Several limitations of the present study should be noted. First, there was a lack of African-American participants in the non-menthol smoker group. The total sample size was relatively modest, though not atypical for PET studies. Thus, the findings should be replicated in studies with larger, more balanced samples, which would also permit evaluation of whether any trends for selective attrition may introduce bias into the findings. Second, the lack of manipulation (eg, inhalation volume) or control of respiratory parameters (eg, inhalation flow rate and breath-holding time) might limit the generalizability of our findings. Although existing evidence is inconclusive with regard to the influence of menthol on puffing and inhaling patterns of smokers, it is still possible that the impact of menthol on BNA may be affected by certain respiratory parameters. Third, possible differences in tobacco blend and construction (eg, filter pressure drop) among other non-menthol factors between the menthol and non-menthol cigarettes could have affected their nicotine delivery. However, the comparable FTC nicotine/tar/CO yields of these two types of cigarettes seem to indicate a lack of overall impact of such differences, if they exist. Alternative experimental manipulations of menthol vs non-menthol cigarettes such as a use of encapsulated menthol cartridge cigarettes could permit better isolation of any impact of menthol from those of other factors on nicotine availability in future investigations. Another weakness of the study is a lack of a biomarker of menthol exposure during smoking adaptation periods which would have allowed objective verification of subject compliance in smoking assigned cigarettes.

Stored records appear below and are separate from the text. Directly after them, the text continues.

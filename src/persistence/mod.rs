//! Persistence layer: the settlement store seam and its backends.
//!
//! [`SettlementStore`] abstracts the system of record behind coarse-grained
//! operations so each backend owns its own atomicity strategy: the
//! PostgreSQL implementation wraps multi-row writes in transactions with
//! row locking, the in-memory implementation runs each operation inside a
//! single lock critical section. The service layer never sees the
//! difference.

pub mod memory;
pub mod models;
pub mod postgres;

use async_trait::async_trait;
use chrono::{DateTime, Utc};

use crate::domain::{
    BatchDetail, BatchId, BatchStatus, CreatorHistoryEntry, CreatorId, CreatorShare,
    CreatorSummary, EventId, EventType, GrowthShare, PayoutBatch, PayoutStats, ReferrerSummary,
    ReleaseOutcome, RiskLedgerEntry, SettlementEvent, ShareStatus,
};
use crate::error::SettlementError;

pub use memory::MemoryStore;
pub use postgres::PostgresStore;

/// System-of-record operations for the settlement engine.
///
/// Every mutating operation is atomic: either all of its rows land or none
/// do. The risk reserve is append-only; its balance is always computed by
/// summation at read time.
#[async_trait]
pub trait SettlementStore: Send + Sync + std::fmt::Debug {
    /// Persists one settlement event with its ledger rows atomically.
    ///
    /// The share and risk slices may be empty (allocations toggle off, or
    /// nothing non-zero to write); the event row is always written.
    ///
    /// # Errors
    ///
    /// Returns [`SettlementError::DuplicateReversal`] when a reversal for
    /// the same original event and type already exists,
    /// [`SettlementError::InvalidRequest`] when the idempotency key is
    /// already recorded (lost race with a concurrent retry), or
    /// [`SettlementError::PersistenceError`] on storage failure.
    async fn record_event(
        &self,
        event: &SettlementEvent,
        creator_shares: &[CreatorShare],
        growth_shares: &[GrowthShare],
        risk_entry: Option<&RiskLedgerEntry>,
    ) -> Result<(), SettlementError>;

    /// Fetches a stored settlement event.
    ///
    /// # Errors
    ///
    /// Returns [`SettlementError::EventNotFound`] when no event has the
    /// given id, or [`SettlementError::PersistenceError`] on storage
    /// failure.
    async fn get_event(&self, event_id: EventId) -> Result<SettlementEvent, SettlementError>;

    /// Looks up a forward event previously recorded under the given
    /// idempotency key.
    ///
    /// # Errors
    ///
    /// Returns [`SettlementError::PersistenceError`] on storage failure.
    async fn find_event_by_idempotency_key(
        &self,
        key: &str,
    ) -> Result<Option<SettlementEvent>, SettlementError>;

    /// Looks up an existing reversal of the given original event and type.
    ///
    /// # Errors
    ///
    /// Returns [`SettlementError::PersistenceError`] on storage failure.
    async fn find_reversal(
        &self,
        original_event_id: EventId,
        event_type: EventType,
    ) -> Result<Option<SettlementEvent>, SettlementError>;

    /// Flips every `held` share whose window expired at or before `now`
    /// to `payable`, creator and growth tables both.
    ///
    /// # Errors
    ///
    /// Returns [`SettlementError::PersistenceError`] on storage failure.
    async fn release_held_shares(
        &self,
        now: DateTime<Utc>,
    ) -> Result<ReleaseOutcome, SettlementError>;

    /// Aggregates one creator's shares by status and channel.
    ///
    /// Creators with no shares get an all-zero summary.
    ///
    /// # Errors
    ///
    /// Returns [`SettlementError::PersistenceError`] on storage failure.
    async fn creator_summary(
        &self,
        creator_id: &CreatorId,
    ) -> Result<CreatorSummary, SettlementError>;

    /// Lists one creator's shares joined with event context, newest first.
    ///
    /// # Errors
    ///
    /// Returns [`SettlementError::PersistenceError`] on storage failure.
    async fn creator_history(
        &self,
        creator_id: &CreatorId,
        status: Option<ShareStatus>,
        limit: i64,
        offset: i64,
    ) -> Result<Vec<CreatorHistoryEntry>, SettlementError>;

    /// Aggregates one referrer's growth shares by status.
    ///
    /// # Errors
    ///
    /// Returns [`SettlementError::PersistenceError`] on storage failure.
    async fn referrer_summary(
        &self,
        referrer_id: &CreatorId,
    ) -> Result<ReferrerSummary, SettlementError>;

    /// Current risk reserve balance: `SUM(amount)` over the append-only
    /// ledger.
    ///
    /// # Errors
    ///
    /// Returns [`SettlementError::PersistenceError`] on storage failure.
    async fn risk_pool_balance(&self) -> Result<i64, SettlementError>;

    /// Creates a `draft` payout batch claiming every unclaimed `payable`
    /// creator share created at or before `batch_date`.
    ///
    /// # Errors
    ///
    /// Returns [`SettlementError::NoPayableShares`] when nothing is
    /// eligible, or [`SettlementError::PersistenceError`] on storage
    /// failure.
    async fn create_batch(
        &self,
        batch_date: DateTime<Utc>,
    ) -> Result<BatchDetail, SettlementError>;

    /// Confirms a batch: marks every claimed share `paid` and the batch
    /// `confirmed`, atomically.
    ///
    /// Confirming an already-confirmed batch is a no-op returning the
    /// stored batch; concurrent confirmations serialize on the batch row.
    ///
    /// # Errors
    ///
    /// Returns [`SettlementError::BatchNotFound`] when no batch has the
    /// given id, or [`SettlementError::PersistenceError`] on storage
    /// failure.
    async fn confirm_batch(&self, batch_id: BatchId) -> Result<PayoutBatch, SettlementError>;

    /// Fetches a batch together with its claimed share ids.
    ///
    /// # Errors
    ///
    /// Returns [`SettlementError::BatchNotFound`] when no batch has the
    /// given id, or [`SettlementError::PersistenceError`] on storage
    /// failure.
    async fn get_batch(&self, batch_id: BatchId) -> Result<BatchDetail, SettlementError>;

    /// Lists batches, newest first, optionally filtered by status.
    ///
    /// # Errors
    ///
    /// Returns [`SettlementError::PersistenceError`] on storage failure.
    async fn list_batches(
        &self,
        status: Option<BatchStatus>,
        limit: i64,
        offset: i64,
    ) -> Result<Vec<PayoutBatch>, SettlementError>;

    /// Aggregate payout figures: batch counts, confirmed totals, pending
    /// amounts.
    ///
    /// # Errors
    ///
    /// Returns [`SettlementError::PersistenceError`] on storage failure.
    async fn payout_stats(&self) -> Result<PayoutStats, SettlementError>;
}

In summary, this study provides only partial support for the hypothesis that menthol may physiologically enhance the rate of BNA during smoking. The findings suggest that the impact of menthol on BNA may have a role in promoting smoking dependence in men. For women, preference of the sensory properties of menthol cigarettes and fast BNA kinetics during smoking may independently or jointly contribute to smoking dependence. These results support the development of cessation treatments that target sex-specific effects of menthol on fast brain nicotine kinetics and the behavioral reinforcement of smoking. Further studies of the relations between menthol and sex differences in smoking behavior as well as pulmonary absorption and transfer of nicotine are warranted.

FUNDING AND DISCLOSURE

The project described was supported by Grant R03DA029676 (Dr Zuo) from the National Institute on Drug Abuse. It was also supported in part by a grant to Duke University from Philip Morris USA Inc. Dr Rose and Ms Behm hold patent purchase agreement/consultancy with Philip Morris International. The sponsors had no role in the planning or execution of the study, data analysis, or publication of results. The authors declare no conflict of interest.